*ACTION ITEM*
Among the entries below, find the line with "let conn = Connection::open(db_path)?;", then quote it and each following line up to and including the line with "CREATE TABLE IF NOT EXISTS app_user", and nothing else.

*** Opening PROVIDED INFORMATION ***

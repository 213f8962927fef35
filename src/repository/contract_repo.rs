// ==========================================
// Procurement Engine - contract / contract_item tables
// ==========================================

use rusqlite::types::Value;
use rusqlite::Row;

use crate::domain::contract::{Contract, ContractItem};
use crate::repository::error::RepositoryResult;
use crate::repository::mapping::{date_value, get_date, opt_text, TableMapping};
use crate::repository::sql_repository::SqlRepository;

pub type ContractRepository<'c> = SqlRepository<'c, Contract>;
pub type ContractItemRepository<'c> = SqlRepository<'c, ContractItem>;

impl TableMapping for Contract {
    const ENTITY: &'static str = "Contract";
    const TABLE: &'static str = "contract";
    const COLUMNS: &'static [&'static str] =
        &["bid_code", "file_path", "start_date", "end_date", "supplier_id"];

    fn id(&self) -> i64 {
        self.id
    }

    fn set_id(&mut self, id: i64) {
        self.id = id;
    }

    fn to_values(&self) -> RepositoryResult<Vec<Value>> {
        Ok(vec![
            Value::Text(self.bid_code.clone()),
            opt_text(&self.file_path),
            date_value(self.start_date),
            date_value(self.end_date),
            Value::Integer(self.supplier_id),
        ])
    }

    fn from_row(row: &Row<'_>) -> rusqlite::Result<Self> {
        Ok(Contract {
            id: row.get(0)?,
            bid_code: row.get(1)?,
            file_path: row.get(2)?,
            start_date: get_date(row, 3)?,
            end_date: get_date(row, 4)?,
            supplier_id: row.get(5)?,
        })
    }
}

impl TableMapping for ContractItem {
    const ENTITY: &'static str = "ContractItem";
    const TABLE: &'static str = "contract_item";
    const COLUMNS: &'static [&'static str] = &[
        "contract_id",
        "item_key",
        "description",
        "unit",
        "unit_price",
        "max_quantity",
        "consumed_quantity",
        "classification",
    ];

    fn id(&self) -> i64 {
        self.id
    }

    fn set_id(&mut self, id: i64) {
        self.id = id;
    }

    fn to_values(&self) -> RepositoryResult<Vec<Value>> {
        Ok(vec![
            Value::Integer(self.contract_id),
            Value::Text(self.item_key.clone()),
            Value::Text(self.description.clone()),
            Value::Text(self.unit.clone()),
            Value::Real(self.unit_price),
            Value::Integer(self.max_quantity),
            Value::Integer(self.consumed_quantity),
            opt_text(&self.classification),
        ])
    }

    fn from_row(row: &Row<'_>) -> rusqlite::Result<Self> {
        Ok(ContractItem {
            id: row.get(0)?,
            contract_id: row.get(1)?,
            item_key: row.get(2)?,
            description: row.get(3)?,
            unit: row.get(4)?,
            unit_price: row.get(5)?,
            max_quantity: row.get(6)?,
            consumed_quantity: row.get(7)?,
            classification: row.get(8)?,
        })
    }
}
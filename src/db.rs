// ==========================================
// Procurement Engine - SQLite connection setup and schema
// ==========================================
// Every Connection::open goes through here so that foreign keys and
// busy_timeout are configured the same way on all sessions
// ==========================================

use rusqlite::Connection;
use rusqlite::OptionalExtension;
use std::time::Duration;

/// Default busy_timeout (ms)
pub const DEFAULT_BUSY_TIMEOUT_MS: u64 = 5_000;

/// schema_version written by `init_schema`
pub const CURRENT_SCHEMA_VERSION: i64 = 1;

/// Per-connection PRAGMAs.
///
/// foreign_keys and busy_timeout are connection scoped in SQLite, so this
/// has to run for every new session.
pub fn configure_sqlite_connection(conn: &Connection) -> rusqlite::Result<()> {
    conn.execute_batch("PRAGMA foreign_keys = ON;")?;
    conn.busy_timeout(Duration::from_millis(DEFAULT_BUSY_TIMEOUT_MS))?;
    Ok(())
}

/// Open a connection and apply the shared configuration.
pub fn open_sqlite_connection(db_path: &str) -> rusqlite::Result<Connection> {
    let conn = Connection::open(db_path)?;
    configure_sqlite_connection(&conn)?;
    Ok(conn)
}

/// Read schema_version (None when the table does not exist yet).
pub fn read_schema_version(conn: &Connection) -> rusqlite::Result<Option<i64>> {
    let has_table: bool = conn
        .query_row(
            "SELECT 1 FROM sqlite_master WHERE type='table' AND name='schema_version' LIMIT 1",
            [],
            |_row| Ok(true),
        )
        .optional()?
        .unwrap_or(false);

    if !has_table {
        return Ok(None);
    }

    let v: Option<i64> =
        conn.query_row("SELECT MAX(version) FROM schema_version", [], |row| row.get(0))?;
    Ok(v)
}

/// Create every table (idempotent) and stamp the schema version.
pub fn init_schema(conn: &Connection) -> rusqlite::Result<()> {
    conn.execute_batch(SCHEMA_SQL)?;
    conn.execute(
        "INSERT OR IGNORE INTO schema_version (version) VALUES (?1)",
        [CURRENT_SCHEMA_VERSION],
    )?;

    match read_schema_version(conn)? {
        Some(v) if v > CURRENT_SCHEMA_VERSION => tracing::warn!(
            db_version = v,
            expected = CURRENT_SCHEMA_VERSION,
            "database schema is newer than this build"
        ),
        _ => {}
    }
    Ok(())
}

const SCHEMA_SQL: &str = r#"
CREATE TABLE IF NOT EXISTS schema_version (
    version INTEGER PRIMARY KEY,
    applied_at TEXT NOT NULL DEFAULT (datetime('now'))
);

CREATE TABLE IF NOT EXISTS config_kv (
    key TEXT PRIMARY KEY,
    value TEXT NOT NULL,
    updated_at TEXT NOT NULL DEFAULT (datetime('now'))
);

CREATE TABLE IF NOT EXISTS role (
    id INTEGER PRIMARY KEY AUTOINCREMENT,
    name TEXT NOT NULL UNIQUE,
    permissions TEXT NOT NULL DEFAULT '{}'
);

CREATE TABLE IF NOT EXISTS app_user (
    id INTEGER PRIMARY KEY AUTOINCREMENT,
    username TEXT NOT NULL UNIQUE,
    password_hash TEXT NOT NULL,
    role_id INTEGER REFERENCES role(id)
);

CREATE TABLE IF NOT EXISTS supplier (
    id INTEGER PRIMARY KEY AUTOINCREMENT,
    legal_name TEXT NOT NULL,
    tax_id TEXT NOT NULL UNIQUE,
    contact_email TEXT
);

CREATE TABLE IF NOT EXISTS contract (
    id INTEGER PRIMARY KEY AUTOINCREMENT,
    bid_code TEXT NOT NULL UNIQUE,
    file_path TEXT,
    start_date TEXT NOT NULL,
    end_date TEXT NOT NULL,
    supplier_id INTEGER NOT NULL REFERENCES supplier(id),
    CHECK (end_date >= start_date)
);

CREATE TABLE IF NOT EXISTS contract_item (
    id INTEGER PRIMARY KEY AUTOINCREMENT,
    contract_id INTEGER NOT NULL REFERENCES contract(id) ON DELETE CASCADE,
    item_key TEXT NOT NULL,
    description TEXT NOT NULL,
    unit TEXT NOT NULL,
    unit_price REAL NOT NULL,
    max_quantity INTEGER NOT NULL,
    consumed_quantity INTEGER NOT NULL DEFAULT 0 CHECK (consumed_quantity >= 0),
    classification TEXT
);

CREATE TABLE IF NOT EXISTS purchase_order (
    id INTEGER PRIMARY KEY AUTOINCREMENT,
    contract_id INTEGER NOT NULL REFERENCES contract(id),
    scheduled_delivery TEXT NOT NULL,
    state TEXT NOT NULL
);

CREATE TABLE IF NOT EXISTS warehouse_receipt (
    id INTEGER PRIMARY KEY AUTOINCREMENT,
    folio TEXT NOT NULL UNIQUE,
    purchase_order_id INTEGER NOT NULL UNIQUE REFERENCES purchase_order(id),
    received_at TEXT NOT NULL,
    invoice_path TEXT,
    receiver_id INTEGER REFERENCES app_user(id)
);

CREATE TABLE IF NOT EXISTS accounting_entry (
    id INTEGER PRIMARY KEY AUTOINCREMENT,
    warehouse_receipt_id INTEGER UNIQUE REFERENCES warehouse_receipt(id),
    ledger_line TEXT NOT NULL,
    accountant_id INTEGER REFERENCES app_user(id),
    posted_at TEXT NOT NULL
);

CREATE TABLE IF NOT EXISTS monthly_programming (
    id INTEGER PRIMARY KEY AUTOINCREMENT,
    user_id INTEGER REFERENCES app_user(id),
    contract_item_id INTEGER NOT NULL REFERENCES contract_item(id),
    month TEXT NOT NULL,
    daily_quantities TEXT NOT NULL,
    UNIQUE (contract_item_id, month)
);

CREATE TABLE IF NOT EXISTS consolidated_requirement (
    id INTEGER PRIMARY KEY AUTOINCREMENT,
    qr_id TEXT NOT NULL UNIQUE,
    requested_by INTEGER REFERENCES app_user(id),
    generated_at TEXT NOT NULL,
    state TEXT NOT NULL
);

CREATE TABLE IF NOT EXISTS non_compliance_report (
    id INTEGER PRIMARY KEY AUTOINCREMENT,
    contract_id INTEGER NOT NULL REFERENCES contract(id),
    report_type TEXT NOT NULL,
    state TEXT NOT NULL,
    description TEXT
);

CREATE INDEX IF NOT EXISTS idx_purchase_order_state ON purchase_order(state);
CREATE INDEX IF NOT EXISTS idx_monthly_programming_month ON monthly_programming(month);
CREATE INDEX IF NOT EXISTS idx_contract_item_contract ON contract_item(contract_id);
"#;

*** Closing PROVIDED INFORMATION ***
*** Opening PROVIDED INFORMATION ***

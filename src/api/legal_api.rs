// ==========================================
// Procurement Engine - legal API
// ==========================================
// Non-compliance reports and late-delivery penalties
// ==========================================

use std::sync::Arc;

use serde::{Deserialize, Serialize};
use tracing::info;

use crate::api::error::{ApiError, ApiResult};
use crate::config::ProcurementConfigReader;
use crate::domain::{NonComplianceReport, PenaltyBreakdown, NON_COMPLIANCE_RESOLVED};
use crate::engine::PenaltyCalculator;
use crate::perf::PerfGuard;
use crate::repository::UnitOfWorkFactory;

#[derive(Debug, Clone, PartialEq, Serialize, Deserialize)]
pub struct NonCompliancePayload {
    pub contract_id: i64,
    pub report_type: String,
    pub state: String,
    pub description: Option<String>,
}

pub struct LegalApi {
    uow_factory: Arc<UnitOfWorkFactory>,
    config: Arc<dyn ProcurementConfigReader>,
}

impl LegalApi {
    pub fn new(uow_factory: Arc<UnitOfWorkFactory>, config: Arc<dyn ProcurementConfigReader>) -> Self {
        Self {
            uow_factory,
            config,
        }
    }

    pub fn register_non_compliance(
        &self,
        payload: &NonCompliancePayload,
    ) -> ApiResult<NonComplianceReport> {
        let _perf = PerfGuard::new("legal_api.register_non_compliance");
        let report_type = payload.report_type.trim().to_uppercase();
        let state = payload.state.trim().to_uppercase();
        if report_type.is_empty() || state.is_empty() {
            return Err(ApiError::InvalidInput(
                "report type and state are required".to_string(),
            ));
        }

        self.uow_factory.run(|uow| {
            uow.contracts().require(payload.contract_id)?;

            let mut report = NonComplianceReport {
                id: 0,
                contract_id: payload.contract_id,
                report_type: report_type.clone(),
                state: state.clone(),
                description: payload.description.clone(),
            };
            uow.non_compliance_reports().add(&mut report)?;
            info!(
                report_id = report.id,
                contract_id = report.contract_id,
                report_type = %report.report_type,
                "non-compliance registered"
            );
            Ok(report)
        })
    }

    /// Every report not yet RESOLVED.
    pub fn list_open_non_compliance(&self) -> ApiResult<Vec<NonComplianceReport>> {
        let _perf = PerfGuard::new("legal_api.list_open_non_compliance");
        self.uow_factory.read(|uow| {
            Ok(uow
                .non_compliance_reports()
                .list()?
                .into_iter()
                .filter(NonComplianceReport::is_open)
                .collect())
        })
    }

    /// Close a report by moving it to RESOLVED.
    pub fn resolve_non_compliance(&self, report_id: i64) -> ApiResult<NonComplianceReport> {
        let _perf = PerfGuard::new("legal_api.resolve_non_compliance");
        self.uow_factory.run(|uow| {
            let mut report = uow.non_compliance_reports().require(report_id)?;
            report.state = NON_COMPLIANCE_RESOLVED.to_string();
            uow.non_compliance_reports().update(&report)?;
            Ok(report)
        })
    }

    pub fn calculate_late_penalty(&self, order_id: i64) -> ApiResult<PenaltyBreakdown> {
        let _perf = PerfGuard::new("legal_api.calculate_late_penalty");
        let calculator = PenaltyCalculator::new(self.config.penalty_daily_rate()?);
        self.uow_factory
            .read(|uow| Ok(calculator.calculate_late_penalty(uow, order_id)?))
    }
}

*** Closing PROVIDED INFORMATION ***

*PROBLEM SOLUTION*
    let conn = Connection::open(db_path)?;
    configure_sqlite_connection(&conn)?;
    Ok(conn)
}

/// Read schema_version (None when the table does not exist yet).
pub fn read_schema_version(conn: &Connection) -> rusqlite::Result<Option<i64>> {
    let has_table: bool = conn
        .query_row(
            "SELECT 1 FROM sqlite_master WHERE type='table' AND name='schema_version' LIMIT 1",
            [],
            |_row| Ok(true),
        )
        .optional()?
        .unwrap_or(false);

    if !has_table {
        return Ok(None);
    }

    let v: Option<i64> =
        conn.query_row("SELECT MAX(version) FROM schema_version", [], |row| row.get(0))?;
    Ok(v)
}

/// Create every table (idempotent) and stamp the schema version.
pub fn init_schema(conn: &Connection) -> rusqlite::Result<()> {
    conn.execute_batch(SCHEMA_SQL)?;
    conn.execute(
        "INSERT OR IGNORE INTO schema_version (version) VALUES (?1)",
        [CURRENT_SCHEMA_VERSION],
    )?;

    match read_schema_version(conn)? {
        Some(v) if v > CURRENT_SCHEMA_VERSION => tracing::warn!(
            db_version = v,
            expected = CURRENT_SCHEMA_VERSION,
            "database schema is newer than this build"
        ),
        _ => {}
    }
    Ok(())
}

const SCHEMA_SQL: &str = r#"
CREATE TABLE IF NOT EXISTS schema_version (
    version INTEGER PRIMARY KEY,
    applied_at TEXT NOT NULL DEFAULT (datetime('now'))
);

CREATE TABLE IF NOT EXISTS config_kv (
    key TEXT PRIMARY KEY,
    value TEXT NOT NULL,
    updated_at TEXT NOT NULL DEFAULT (datetime('now'))
);

CREATE TABLE IF NOT EXISTS role (
    id INTEGER PRIMARY KEY AUTOINCREMENT,
    name TEXT NOT NULL UNIQUE,
    permissions TEXT NOT NULL DEFAULT '{}'
);

CREATE TABLE IF NOT EXISTS app_user (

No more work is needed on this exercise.